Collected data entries
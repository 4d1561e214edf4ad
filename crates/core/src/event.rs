//! Domain event system: decoupled observation of the agent loop.
//!
//! The loop, the dispatcher, and the compactor publish events as they work.
//! Frontends and tests subscribe to react without coupling to the loop.

use chrono::{DateTime, Utc};
use serde::{Deserialize, Serialize};
use std::sync::Arc;
use tokio::sync::broadcast;

/// All domain events in the system.
#[derive(Debug, Clone, Serialize, Deserialize)]
pub enum DomainEvent {
    /// A message is about to be sent to the model
    TurnStarted {
        agent: String,
        turn: u32,
        conversation_length: usize,
        timestamp: DateTime<Utc>,
    },

    /// A handler claimed a response and ran its action
    ActionExecuted {
        agent: String,
        handler: String,
        terminal: bool,
        timestamp: DateTime<Utc>,
    },

    /// A tool was executed
    ToolExecuted {
        tool_name: String,
        success: bool,
        duration_ms: u64,
        timestamp: DateTime<Utc>,
    },

    /// Conversation history was compacted
    HistoryCompacted {
        agent: String,
        mode: String, // "summary", "upload"
        tokens_before: usize,
        timestamp: DateTime<Utc>,
    },

    /// The operator interrupted the loop
    InterruptObserved {
        agent: String,
        timestamp: DateTime<Utc>,
    },

    /// A run ended
    RunFinished {
        agent: String,
        outcome: String, // "completed", "failed", "routed"
        timestamp: DateTime<Utc>,
    },
}

/// A broadcast-based event bus for domain events.
///
/// Uses `tokio::sync::broadcast` for multi-consumer pub/sub.
/// Components can subscribe to receive all events and filter for what they care about.
pub struct EventBus {
    sender: broadcast::Sender<Arc<DomainEvent>>,
}

impl EventBus {
    /// Create a new event bus with the given capacity.
    pub fn new(capacity: usize) -> Self {
        let (sender, _) = broadcast::channel(capacity);
        Self { sender }
    }

    /// Publish an event to all subscribers.
    pub fn publish(&self, event: DomainEvent) {
        // no subscribers is fine
        let _ = self.sender.send(Arc::new(event));
    }

    /// Subscribe to receive events.
    pub fn subscribe(&self) -> broadcast::Receiver<Arc<DomainEvent>> {
        self.sender.subscribe()
    }
}

impl Default for EventBus {
    fn default() -> Self {
        Self::new(256)
    }
}

#[cfg(test)]
mod tests {
    use super::*;

    #[tokio::test]
    async fn event_bus_publish_subscribe() {
        let bus = EventBus::new(16);
        let mut rx = bus.subscribe();

        bus.publish(DomainEvent::ToolExecuted {
            tool_name: "execute_shell".into(),
            success: true,
            duration_ms: 42,
            timestamp: Utc::now(),
        });

        let event = rx.recv().await.unwrap();
        match event.as_ref() {
            DomainEvent::ToolExecuted { tool_name, success, .. } => {
                assert_eq!(tool_name, "execute_shell");
                assert!(success);
            }
            _ => panic!("Expected ToolExecuted event"),
        }
    }

    #[test]
    fn event_bus_no_subscribers_doesnt_panic() {
        let bus = EventBus::new(16);
        bus.publish(DomainEvent::InterruptObserved {
            agent: "main".into(),
            timestamp: Utc::now(),
        });
    }
}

• **Task prompt**
Could you return all lines from the data above that contain the string "ToolExecuted"?

• **Answer to this task**
    ToolExecuted {
        bus.publish(DomainEvent::ToolExecuted {
            DomainEvent::ToolExecuted { tool_name, success, .. } => {
            _ => panic!("Expected ToolExecuted event"),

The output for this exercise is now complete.